The Attempt at a Solution

So part (a) is pretty easy. I just found the gradient and evaluated it at the given point. However, I'm stuck on part (b). I think I have to take the dot product of the gradient of T with some unit vector of that curve. However, I don't know how to formulate this dot product. I figure that I first evaluate the gradient of T at (2,3), and then get a unit vector for that curve, evaluate that result at (2,3), then take the dot product to get dT/dS. Is this correct? If so, how do I handle the RHS of the curve? Would I move it over to the LHS and then find the unit vector?
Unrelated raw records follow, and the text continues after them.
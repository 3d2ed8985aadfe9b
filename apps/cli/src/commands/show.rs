//! Manifest summary command.

use anyhow::{Context, Result};
use colored::Colorize;
use std::path::PathBuf;
use vidsplit_manifest::{summarize, ManifestLayout, VidsplitConfig};

pub fn execute(config: &VidsplitConfig, dir: Option<PathBuf>, json_output: bool) -> Result<()> {
    let layout = dir
        .or_else(|| config.output_dir.clone())
        .map_or_else(ManifestLayout::current_dir, ManifestLayout::new);

    let summary = summarize(&layout)
        .with_context(|| format!("Failed to read manifests in {}", layout.dir().display()))?;

    if json_output {
        println!("{}", serde_json::to_string_pretty(&summary)?);
        return Ok(());
    }

    println!();
    println!("{}", format!("Manifests ({})", layout.dir().display()).bold().cyan());
    println!();

    for split in &summary.splits {
        println!("  {:<6} {} entries", split.split.as_str().cyan(), split.lines);
        for (index, count) in &split.per_label {
            println!("    {}", format!("label {index}: {count}").dimmed());
        }
    }

    println!();
    println!("  Total entries: {}", summary.total_entries);
    println!("  Classes: {}", summary.num_classes);

    if !summary.overlaps.is_empty() {
        println!();
        println!(
            "  {}",
            format!("{} entries appear in more than one manifest:", summary.overlaps.len()).yellow()
        );
        for path in summary.overlaps.iter().take(10) {
            println!("    {}", path);
        }
    }
    println!();
    Ok(())
}
use crate::dataset::{FileEntry, IndexTable, LabelSet};
use crate::error::{ManifestError, ManifestResult};
use crate::progress::{ProgressEvent, ProgressSink};
use std::path::Path;
use walkdir::WalkDir;

/// Build the index table from `<root>/<label>/*`.
///
/// Every label directory is listed before anything is returned, so a missing
/// directory aborts the run before any manifest is touched. Entries are sorted
/// by file name so that seeded runs are reproducible.
pub fn scan_labels(root: &Path, labels: &LabelSet, progress: &dyn ProgressSink) -> ManifestResult<IndexTable> {
    let resolved = labels.resolved()?;
    let mut table = IndexTable::new();

    for (label, index) in resolved {
        let dir = root.join(label);
        if !dir.is_dir() {
            return Err(ManifestError::DirectoryNotFound { label: label.to_string(), path: dir });
        }

        let names = list_files(&dir)?;
        let group = table.group_mut(index);
        for name in &names {
            let entry = FileEntry::new(label, name);
            if entry.as_str().chars().any(char::is_whitespace) {
                return Err(ManifestError::UnsafePath { path: entry.0, reason: "file name contains whitespace" });
            }
            group.push(entry);
        }

        tracing::debug!(label, index = index.0, files = names.len(), "scanned label directory");
        progress.on_event(ProgressEvent::LabelScanned {
            label: label.to_string(),
            index,
            files: names.len(),
        });
    }

    Ok(table)
}

/// Names of the regular files directly under `dir`, sorted.
///
/// Symlinks count as files when they resolve to one. Dangling links and
/// subdirectories are skipped.
fn list_files(dir: &Path) -> ManifestResult<Vec<String>> {
    let walker = WalkDir::new(dir).min_depth(1).max_depth(1).sort_by_file_name();

    let mut names = Vec::new();
    for entry in walker {
        let entry = entry.map_err(|e| ManifestError::ListFailure {
            path: e.path().unwrap_or(dir).to_path_buf(),
            source: e,
        })?;

        let is_file = if entry.path_is_symlink() {
            match std::fs::metadata(entry.path()) {
                Ok(meta) => meta.is_file(),
                Err(e) => {
                    tracing::warn!(path = %entry.path().display(), error = %e, "skipping dangling symlink");
                    continue;
                }
            }
        } else {
            entry.file_type().is_file()
        };
        if !is_file {
            tracing::debug!(path = %entry.path().display(), "skipping non-file entry");
            continue;
        }

        let Some(name) = entry.file_name().to_str() else {
            return Err(ManifestError::UnsafePath {
                path: entry.path().to_string_lossy().into_owned(),
                reason: "file name is not valid UTF-8",
            });
        };
        names.push(name.to_string());
    }

    Ok(names)
}
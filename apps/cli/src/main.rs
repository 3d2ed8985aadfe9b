//! Vidsplit CLI - dataset manifest generation for video classification
//!
//! This CLI provides a `vidsplit` command that scans a label-partitioned
//! directory tree and writes the train/val/test manifests consumed by the
//! training pipeline.

mod commands;
mod config;

use clap::{CommandFactory, Parser, Subcommand};
use clap_complete::{generate, shells};
use std::path::PathBuf;
use tracing::Level;
use tracing_subscriber::FmtSubscriber;

use commands::generate::GenerateArgs;

/// Vidsplit CLI - train/val/test manifests for labeled video folders
#[derive(Parser, Debug)]
#[command(
    name = "vidsplit",
    author,
    version,
    about = "Vidsplit - dataset manifests for video classification",
    long_about = "Vidsplit scans one directory per class label, shuffles each class and splits it 2:1:1 into\ntrain.csv, val.csv and test.csv (one `<path> <label_index>` line per file)."
)]
struct Args {
    /// Log level (trace, debug, info, warn, error)
    #[arg(short, long, global = true)]
    log_level: Option<String>,

    /// Config file (skips discovery of ~/.vidsplit/config.toml and ./vidsplit.toml)
    #[arg(short, long, global = true)]
    config: Option<PathBuf>,

    #[command(subcommand)]
    command: Option<Command>,
}

#[derive(Subcommand, Debug)]
enum Command {
    /// Generate train/val/test manifests
    ///
    /// Scans `<root>/<label>` for every configured label, shuffles each label's
    /// files and writes them 2:1:1 into train.csv, val.csv and test.csv.
    Generate(GenerateArgs),

    /// Summarize existing manifests
    ///
    /// Reads train.csv, val.csv and test.csv and prints per-split and
    /// per-label counts plus the number of classes.
    Show {
        /// Directory holding the manifests (defaults to the configured output directory)
        #[arg(short, long)]
        dir: Option<PathBuf>,

        /// Output the summary as JSON
        #[arg(long)]
        json: bool,
    },
}

fn parse_level(level: &str) -> Level {
    match level {
        "trace" => Level::TRACE,
        "debug" => Level::DEBUG,
        "info" => Level::INFO,
        "warn" => Level::WARN,
        "error" => Level::ERROR,
        _ => Level::INFO,
    }
}

fn main() -> anyhow::Result<()> {
    // Handle completion generation
    if let Ok(shell) = std::env::var("VIDSPLIT_GENERATE_COMPLETIONS") {
        let mut cmd = Args::command();
        match shell.as_str() {
            "bash" => generate(shells::Bash, &mut cmd, "vidsplit", &mut std::io::stdout()),
            "zsh" => generate(shells::Zsh, &mut cmd, "vidsplit", &mut std::io::stdout()),
            "fish" => generate(shells::Fish, &mut cmd, "vidsplit", &mut std::io::stdout()),
            "powershell" => generate(shells::PowerShell, &mut cmd, "vidsplit", &mut std::io::stdout()),
            "elvish" => generate(shells::Elvish, &mut cmd, "vidsplit", &mut std::io::stdout()),
            _ => {
                eprintln!("Unknown shell: {}. Supported: bash, zsh, fish, powershell, elvish", shell);
                std::process::exit(1);
            }
        };
        return Ok(());
    }

    let args = Args::parse();

    let cli_config = config::load_config(args.config.as_deref())?;

    // CLI flag, then config file, then default
    let level = args.log_level.as_deref().or(cli_config.log_level.as_deref()).map_or(Level::INFO, parse_level);
    let subscriber = FmtSubscriber::builder()
        .with_max_level(level)
        .without_time()
        .with_target(false)
        .with_writer(std::io::stderr)
        .finish();
    tracing::subscriber::set_global_default(subscriber)?;

    let Some(command) = args.command else {
        Args::command().print_help()?;
        return Ok(());
    };

    match command {
        Command::Generate(generate_args) => {
            commands::generate::execute(cli_config, generate_args)?;
        }
        Command::Show { dir, json } => {
            commands::show::execute(&cli_config, dir, json)?;
        }
    }

    Ok(())
}

#[cfg(test)]
mod tests {
    use super::*;

    #[test]
    fn test_args_are_well_formed() {
        Args::command().debug_assert();
    }

    #[test]
    fn test_parse_level_falls_back_to_info() {
        assert_eq!(parse_level("debug"), Level::DEBUG);
        assert_eq!(parse_level("loud"), Level::INFO);
    }
}
use std::path::PathBuf;
use thiserror::Error;

pub type ManifestResult<T> = std::result::Result<T, ManifestError>;

#[derive(Debug, Error)]
pub enum ManifestError {
    #[error("invalid label configuration: {0}")]
    InvalidConfig(String),

    #[error("directory for label '{label}' not found: {}", .path.display())]
    DirectoryNotFound { label: String, path: PathBuf },

    #[error("file entry cannot be written to a space-delimited manifest ({reason}): {path}")]
    UnsafePath { path: String, reason: &'static str },

    #[error("failed to list {}: {source}", .path.display())]
    ListFailure {
        path: PathBuf,
        #[source]
        source: walkdir::Error,
    },

    #[error("failed to write manifest {}: {source}", .path.display())]
    WriteFailure {
        path: PathBuf,
        #[source]
        source: std::io::Error,
    },

    #[error("manifest not found: {}", .path.display())]
    ManifestNotFound { path: PathBuf },

    #[error("{}:{line}: {reason}", .path.display())]
    MalformedLine { path: PathBuf, line: usize, reason: String },

    #[error("configuration error: {0}")]
    Config(String),

    #[error(transparent)]
    Io(#[from] std::io::Error),

}

impl ManifestError {
    pub(crate) fn write_failure(path: impl Into<PathBuf>, source: std::io::Error) -> Self {
        Self::WriteFailure { path: path.into(), source }
    }
}
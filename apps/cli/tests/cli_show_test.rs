//! Integration tests for the `vidsplit show` command.

use assert_cmd::Command;
use predicates::prelude::*;
use std::fs;
use tempfile::TempDir;

fn vidsplit(temp_dir: &TempDir) -> Command {
    let mut cmd = Command::cargo_bin("vidsplit-cli").unwrap();
    cmd.current_dir(temp_dir.path()).env("HOME", temp_dir.path());
    cmd
}

fn write_manifests(temp_dir: &TempDir) {
    fs::write(temp_dir.path().join("train.csv"), "door_closed/1.mp4 0\ndoor_closed/2.mp4 0\ndoor_opened/a.mp4 1\n")
        .unwrap();
    fs::write(temp_dir.path().join("val.csv"), "door_closed/3.mp4 0\n").unwrap();
    fs::write(temp_dir.path().join("test.csv"), "door_closed/4.mp4 0\ndoor_opened/b.mp4 1\n").unwrap();
}

#[test]
fn test_show_human_output() {
    let temp_dir = TempDir::new().unwrap();
    write_manifests(&temp_dir);

    vidsplit(&temp_dir)
        .arg("show")
        .assert()
        .success()
        .stdout(predicate::str::contains("Total entries: 6").and(predicate::str::contains("Classes: 2")));
}

#[test]
fn test_show_json_output() {
    let temp_dir = TempDir::new().unwrap();
    write_manifests(&temp_dir);

    let output = vidsplit(&temp_dir).args(["show", "--json"]).output().unwrap();
    assert!(output.status.success());

    let summary: serde_json::Value = serde_json::from_slice(&output.stdout).unwrap();
    assert_eq!(summary["total_entries"], 6);
    assert_eq!(summary["num_classes"], 2);
    assert_eq!(summary["splits"][0]["split"], "train");
    assert_eq!(summary["splits"][0]["lines"], 3);
}

#[test]
fn test_show_missing_manifests() {
    let temp_dir = TempDir::new().unwrap();

    vidsplit(&temp_dir)
        .arg("show")
        .assert()
        .failure()
        .stderr(predicate::str::contains("manifest not found"));
}

#[test]
fn test_show_malformed_manifest() {
    let temp_dir = TempDir::new().unwrap();
    write_manifests(&temp_dir);
    fs::write(temp_dir.path().join("val.csv"), "door_closed/3.mp4\n").unwrap();

    vidsplit(&temp_dir)
        .arg("show")
        .assert()
        .failure()
        .stderr(predicate::str::contains("val.csv:1"));
}

#[test]
fn test_show_after_generate() {
    let temp_dir = TempDir::new().unwrap();
    for (label, files) in [("walk", ["1.mp4", "2.mp4", "3.mp4"]), ("run", ["4.mp4", "5.mp4", "6.mp4"])] {
        let dir = temp_dir.path().join(label);
        fs::create_dir_all(&dir).unwrap();
        for file in files {
            fs::write(dir.join(file), b"video").unwrap();
        }
    }

    vidsplit(&temp_dir)
        .args(["generate", "--label", "walk=0", "--label", "run=1", "--out", "out", "--json"])
        .assert()
        .success();

    let output = vidsplit(&temp_dir).args(["show", "--dir", "out", "--json"]).output().unwrap();
    assert!(output.status.success());
    let summary: serde_json::Value = serde_json::from_slice(&output.stdout).unwrap();
    assert_eq!(summary["total_entries"], 6);
    assert!(summary.get("overlaps").is_none());
}
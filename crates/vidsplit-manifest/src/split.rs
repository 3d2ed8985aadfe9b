//! The per-label 2:1:1 split law.

use serde::{Deserialize, Serialize};

#[derive(Debug, Clone, Copy, PartialEq, Eq, Hash, PartialOrd, Ord, Serialize, Deserialize)]
#[serde(rename_all = "snake_case")]
pub enum Split {
    Train,
    Val,
    Test,
}

impl Split {
    pub const ALL: [Split; 3] = [Split::Train, Split::Val, Split::Test];

    #[must_use]
    pub fn as_str(&self) -> &'static str {
        match self {
            Split::Train => "train",
            Split::Val => "val",
            Split::Test => "test",
        }
    }
}

impl std::fmt::Display for Split {
    fn fmt(&self, f: &mut std::fmt::Formatter<'_>) -> std::fmt::Result {
        f.write_str(self.as_str())
    }
}

/// Number of entries a group of `n` files contributes to each split.
///
/// `train = n/2`, `val = 3n/4 - n/2`, `test = n - 3n/4` with floor division;
/// any remainder lands in val/test.
#[derive(Debug, Clone, Copy, Default, PartialEq, Eq, Serialize, Deserialize)]
pub struct SplitSizes {
    pub train: usize,
    pub val: usize,
    pub test: usize,
}

impl SplitSizes {
    #[must_use]
    pub fn for_len(n: usize) -> Self {
        let (b1, b2) = boundaries(n);
        Self { train: b1, val: b2 - b1, test: n - b2 }
    }

    #[must_use]
    pub fn get(&self, split: Split) -> usize {
        match split {
            Split::Train => self.train,
            Split::Val => self.val,
            Split::Test => self.test,
        }
    }

    #[must_use]
    pub fn total(&self) -> usize {
        self.train + self.val + self.test
    }

    pub fn add(&mut self, other: &Self) {
        self.train += other.train;
        self.val += other.val;
        self.test += other.test;
    }
}

fn boundaries(n: usize) -> (usize, usize) {
    (n / 2, n * 3 / 4)
}

/// Slice `files` into `(train, val, test)`.
#[must_use]
pub fn split_slices<T>(files: &[T]) -> (&[T], &[T], &[T]) {
    let (b1, b2) = boundaries(files.len());
    (&files[..b1], &files[b1..b2], &files[b2..])
}

#[cfg(test)]
mod tests {
    use super::*;

    #[test]
    fn test_split_sizes_law() {
        for n in 0..200 {
            let sizes = SplitSizes::for_len(n);
            assert_eq!(sizes.train, n / 2, "n={n}");
            assert_eq!(sizes.val, n * 3 / 4 - n / 2, "n={n}");
            assert_eq!(sizes.test, n - n * 3 / 4, "n={n}");
            assert_eq!(sizes.total(), n, "n={n}");
        }
    }

    #[test]
    fn test_small_groups() {
        assert_eq!(SplitSizes::for_len(0), SplitSizes { train: 0, val: 0, test: 0 });
        assert_eq!(SplitSizes::for_len(1), SplitSizes { train: 0, val: 0, test: 1 });
        assert_eq!(SplitSizes::for_len(2), SplitSizes { train: 1, val: 0, test: 1 });
        assert_eq!(SplitSizes::for_len(3), SplitSizes { train: 1, val: 1, test: 1 });
        assert_eq!(SplitSizes::for_len(4), SplitSizes { train: 2, val: 1, test: 1 });
    }

    #[test]
    fn test_split_slices_partition_input() {
        let files: Vec<u32> = (0..11).collect();
        let (train, val, test) = split_slices(&files);
        assert_eq!(train, &[0, 1, 2, 3, 4]);
        assert_eq!(val, &[5, 6, 7]);
        assert_eq!(test, &[8, 9, 10]);
    }
}
//! CLI configuration loading and merging.

use anyhow::{Context, Result};
use std::path::Path;
use vidsplit_manifest::VidsplitConfig;

/// Load and merge CLI configuration.
///
/// Configuration precedence:
/// 1. CLI arguments (applied by each command)
/// 2. Explicit `--config` file, if given
/// 3. Local config file (./vidsplit.toml)
/// 4. Global config file (~/.vidsplit/config.toml)
/// 5. Defaults
pub fn load_config(explicit: Option<&Path>) -> Result<VidsplitConfig> {
    match explicit {
        Some(path) => VidsplitConfig::load_from_file(path)
            .with_context(|| format!("Failed to load config file: {}", path.display())),
        None => VidsplitConfig::discover_and_load().context("Failed to load vidsplit configuration"),
    }
}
Would the 30 have to be squared when finding the magnitude of the curve too? I guess I'm a little confused with how to handle the nonzero RHS.

 

[Dick]

Since you can find x=(4y^2-30)/3, you can write the points (x,y) on the curve as a function only of the parameter y, like ((4y^2-30)/3,y). Now take d/dy to find a tangent. The RHS of the curve disappears when you differentiate.

 

[ColdFusion85]

Sorry, I'm still a little confused. I see how you got x=(), but then are you saying I differentiate that equation, x(y), or do I plug that into T for x, and take grad(T)?

 

[Dick]

((4y^2-30)/3,y) parametrizes the curve in terms of the variable y. If I take d/dy of that vector I get a another vector that is tangent to the curve. You want to find the tangent vector at (2,3) to dot with your gradient at (2,3).

 

[ColdFusion85]

But if I parametrize the equation in terms of only y, there will be no x to plug in the 2 of the (2,3) point. I would have curve=(4y^2-30)/3 i + 1 j. Differentiating that would give me (8/3)y i evaluated at (2,3).

 

[Dick]

No, the curve is i*(4y^2-30)/3+j*y. You get (8/3)yi+j for the derivative. You don't need to plug x=2 into anything. If you know y, then you know x. Just plug in y=3. That gives you 2i+3j or (2,3) on the original curve.

 

[ColdFusion85]

x=(4y^2-30)/3*i
y=y*j

So, S=(4y^2-30)/3*i + y*j

dS=(8/3)y*i+1*j

eval @ (2,3),

dS=8*i+1*j

So, I do (8xy^2*i + (8x^2y+9y^2)*j) DOT (8*i + 1*j) to get dT/dS

Is this correct?

 

[Dick]

I thought you were planning on normalizing the tangent vector so it was a unit vector.

 

[ColdFusion85]

Oh,right. So it would be 8/sqrt(65)*i + 1/sqrt(65)*j

Then dot grad(T) with this, and eval @ (2,3) to get dT/dS = 1152/sqrt(65)*i + 177/sqrt(65)*j?

Is this correct?

 

[Dick]

dT/dS isn't a vector, is it? It's a real number. It's the dot product of two vectors.

 

[ColdFusion85]

Oh yeah, that's what I meant to do. Thanks for your help.